At least they're more thought out answers, fair play. Of course everyone is entitled to their opinion. I'm not arguing for the sake of it however - its an issue which really really annoys me - not the treatment of child killers/rapists (btw, Huntley killed two girls, its accepted he didnt sexually abuse them nor was that the motive), but mob mentality whipped up by the media, which essentially gives people who couldnt be bothered thinking for themselves a crusade to go on. Thats what the initial post by seafoid ws about, and thats the angle he keeps trying to bring the thread back towards.

I'm not suggesting either of you couldnt be bothered thinking for yourselves, i just wanted to point out where I think your point of views are damaging. I notice that above everyone will always use extreme examples. The fact of the matter is, its almost entirely one big grey area. Child killers should be killed? What about John Venables? He was a child himself. The father who jumped off the balcony with his child in an attempt at suicide? He survived, the child didnt. Should he be killed?

For me its a sign of the times as I said before that people either can't, or dont want to think for themselves, so they follow the crowd, safe to cry 'witch' at everyone when they're in the middle of a mob. This frenzy is fed by the meida, who are constantly lookig for the next victim (like the landlord in the Joanna yeats case). People in general want to find common ground with those around them, so they seek the views noone is likely to disagree with - kill paedos, etc etc - it makes them seem like they have strongly held convictions when in actual fact they are just being sheep.

screenmachine

Every case is different.  I think there is quite a difference when a child kills a child rather than an adult killing a child.  In the case of Venables, was he not recently reconvicted of possession of child pornography or something along those lines.  Clearly a sick individual who's childhood traits have carried on into his adult life and yet the system still tries to protect him by masking his identity and letting him move freely in a community (up until his recent re-arrest anyway.)  If someone was to dispose of Venables, in prison or elsewhere, I wouldn't lose too much sleep.  The world would be a better place without him in my opinion.

Suicide is definitely a grey area which very few people fully understand and why this man jumped of a balcony with his child is a question I can't answer.  I would still look upon it very differently from someone who abducts and murders a child.
I'm gonna punch you in the ovary, that's what I'm gonna do. A straight shot. Right to the babymaker.

HiMucker

Quote from: gallsman on October 05, 2011, 11:45:34 PM
Quote from: HiMucker on October 05, 2011, 11:34:11 PM
no harm lad you are talking nonsense.  1) You are trying to say that all murd er is the same is just bonkers.  And to be fair it 2) does seem to look like your arguing for the sake of it, no matter how well constructed your sentences are

1) No I'm not - I'm questioning whether the age of a victim makes a murder (or any other violent crime) a "worse" or a more horrific crime.
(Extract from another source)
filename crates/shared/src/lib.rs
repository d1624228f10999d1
pub mod domain;
pub mod error;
Screenmachine put forward the hypothetical scenario of him being in prison for a crime like murder. Now presumably this murder was that of an innocent person. However, based on what I consider to warped logic, he appears to feel that this would lead him to some twisted moral high ground where he would do in another murderer, one who had murdered an innocent child as he'd be serving a long sentence anyway. Why should someone not do him in for having committed murder simply because his victim was an adult?
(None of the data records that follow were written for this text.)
use std::time::{Duration, Instant};

use client_core::{
    view::{
        APP_TITLE, EMPTY_TITLE, ERROR_TITLE, LOADING_MESSAGE, RETRY_LABEL, SEARCH_PLACEHOLDER,
    },
    DirectoryView, LoadTicket,
};
use crossbeam_channel::{Receiver, Sender};
use eframe::egui;

use crate::backend_bridge::commands::BackendCommand;
use crate::controller::events::UiEvent;
use crate::controller::orchestration::dispatch_backend_command;
use crate::controller::reducer::DirectoryScreen;
use crate::ui::widgets::employee_card;

const IDLE_REPAINT: Duration = Duration::from_millis(250);
const BUSY_REPAINT: Duration = Duration::from_millis(50);

pub struct DirectoryApp {
    cmd_tx: Sender<BackendCommand>,
    ui_rx: Receiver<UiEvent>,
    screen: DirectoryScreen,
}

impl DirectoryApp {
    /// Builds the window state and queues the initial load.
    pub fn new(
        cmd_tx: Sender<BackendCommand>,
        ui_rx: Receiver<UiEvent>,
        debounce: Duration,
    ) -> Self {
        let mut app = Self {
            cmd_tx,
            ui_rx,
            screen: DirectoryScreen::new(debounce),
        };
        let ticket = app.screen.mount();
        app.request_load(ticket);
        app
    }

    fn request_load(&mut self, ticket: LoadTicket) {
        let cmd = BackendCommand::ListEmployees { ticket };
        if let Err(err) = dispatch_backend_command(&self.cmd_tx, cmd) {
            self.screen.fail_in_flight(&err);
        }
    }

    fn retry(&mut self) {
        if let Some(ticket) = self.screen.retry() {
            self.request_load(ticket);
        }
    }

    fn process_ui_events(&mut self) {
        while let Ok(event) = self.ui_rx.try_recv() {
            self.screen.apply_event(event);
        }
    }

    fn show_header(&self, ctx: &egui::Context) {
        egui::TopBottomPanel::top("directory_header").show(ctx, |ui| {
            ui.add_space(8.0);
            ui.horizontal(|ui| {
                ui.heading(egui::RichText::new(APP_TITLE).strong());
            });
            ui.add_space(8.0);
        });
    }

    fn show_status_bar(&self, ctx: &egui::Context) {
        egui::TopBottomPanel::bottom("directory_status").show(ctx, |ui| {
            ui.label(egui::RichText::new(self.screen.status()).small().weak());
        });
    }

    fn show_search_bar(&mut self, ui: &mut egui::Ui) {
        ui.horizontal(|ui| {
            let mut term = self.screen.search_term().to_string();
            let response = ui.add(
                egui::TextEdit::singleline(&mut term)
                    .id_salt("employee_search")
                    .hint_text(SEARCH_PLACEHOLDER)
                    .desired_width(420.0),
            );
            if response.changed() {
                self.screen.on_search_input(term, Instant::now());
            }

            if !self.screen.search_term().is_empty()
                && ui.button("✕").on_hover_text("Clear search").clicked()
            {
                self.screen.on_clear(Instant::now());
            }
        });
        ui.add_space(12.0);
    }

    fn show_centered_state(ui: &mut egui::Ui, add: impl FnOnce(&mut egui::Ui)) {
        ui.add_space(48.0);
        ui.vertical_centered(add);
    }

    fn show_directory(&mut self, ui: &mut egui::Ui) {
        let view = self.screen.view();
        if view.shows_search_bar() {
            self.show_search_bar(ui);
        }

        match view {
            DirectoryView::Loading => Self::show_centered_state(ui, |ui| {
                ui.add(egui::Spinner::new().size(32.0));
                ui.add_space(8.0);
                ui.label(LOADING_MESSAGE);
            }),
            DirectoryView::Error { message } => {
                let mut retry_clicked = false;
                Self::show_centered_state(ui, |ui| {
                    ui.label(
                        egui::RichText::new(ERROR_TITLE)
                            .strong()
                            .size(18.0)
                            .color(ui.visuals().error_fg_color),
                    );
                    ui.add_space(6.0);
                    ui.label(&message);
                    ui.add_space(12.0);
                    retry_clicked = ui.button(RETRY_LABEL).clicked();
                });
                if retry_clicked {
                    self.retry();
                }
            }
            DirectoryView::EmptyResults { message } => Self::show_centered_state(ui, |ui| {
                ui.label(egui::RichText::new(EMPTY_TITLE).strong().size(18.0));
                ui.add_space(6.0);
                ui.label(&message);
            }),
            DirectoryView::Populated { summary, cards } => {
                ui.label(summary);
                ui.add_space(8.0);
                egui::ScrollArea::vertical()
                    .auto_shrink([false, false])
                    .show(ui, |ui| {
                        ui.horizontal_wrapped(|ui| {
                            ui.spacing_mut().item_spacing = egui::vec2(12.0, 12.0);
                            for card in &cards {
                                employee_card(ui, card);
                            }
                        });
                    });
            }
        }
    }

    fn schedule_repaint(&self, ctx: &egui::Context) {
        let now = Instant::now();
        let mut next = if self.screen.is_busy() {
            BUSY_REPAINT
        } else {
            IDLE_REPAINT
        };
        if let Some(settle) = self.screen.next_wakeup(now) {
            next = next.min(settle);
        }
        ctx.request_repaint_after(next);
    }
}

impl eframe::App for DirectoryApp {
    fn update(&mut self, ctx: &egui::Context, _frame: &mut eframe::Frame) {
        self.process_ui_events();
        self.screen.tick(Instant::now());

        self.show_header(ctx);
        self.show_status_bar(ctx);
        egui::CentralPanel::default().show(ctx, |ui| {
            self.show_directory(ui);
        });

        self.schedule_repaint(ctx);
    }
}

impl Drop for DirectoryApp {
    fn drop(&mut self) {
        self.screen.teardown();
    }
}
2) You do understand the concept of how a discussion board works, yes? Perhaps my sentences are well constructed as I'm trying to articulate an opinion - you could maybe consider said opinion and come back to me on it, challenge it by all means, rather than putting words in my mouth and dismissing it offhand.
Right chap I wasnt putting words in your mouth.  I was actually paying you a complement that your posts were very well articulated even though they were flawed.  However I thought you were expressing an opinion though from your last post you seem to suggest that you are playing devils advocate and merely asking the question is one murder worse than the other.  So I will take Tonys stance and keep it short and sweet. Yes I do think that the murder for a child  is worse than the same said murder of an adult.
Maybe the next time you can to me the honour of separating your opinion from the question, as I am tad slow  ;)

HiMucker

Haranguerer, you have alot of different arguments going on in your last post.  I fully understand the point you are making about the media hype, and how it influences peoples opinions and decisons.  I fully agree with it.  There is many many different scenarios you can look at, but from my earlier post, I was trying to shorten the perspective, and to look at it from the point of view of one man protecting his family.  You never told me what you would do?

I dont no every detail of the huntley case, you said that it was accepted that it was not sexually motivated.  I thought that he was running a bath for them.  Is this true or balls?  Not disagreeing with you here, just interested.  Maybe I heard that through the tripe that some of the tabloids put out?

haranguerer

What I would do is irrelevant, as is what you would do. When it comes down to the situation where your family is in immediate danger, I would say any reasonable force is acceptable. To give an example, if someone who had broke into a house was killed by the homeowner and there is no evidence that they used clearly unaccepatable means - e.g had completely subdued them but then shot them in the head, I dont think that person should be convicted, becuase if you are defending yourself and your family, you cant take chances that that person will get up and kill all around them - add panic and fear into the equation and there are a lot of mitigating circumstances.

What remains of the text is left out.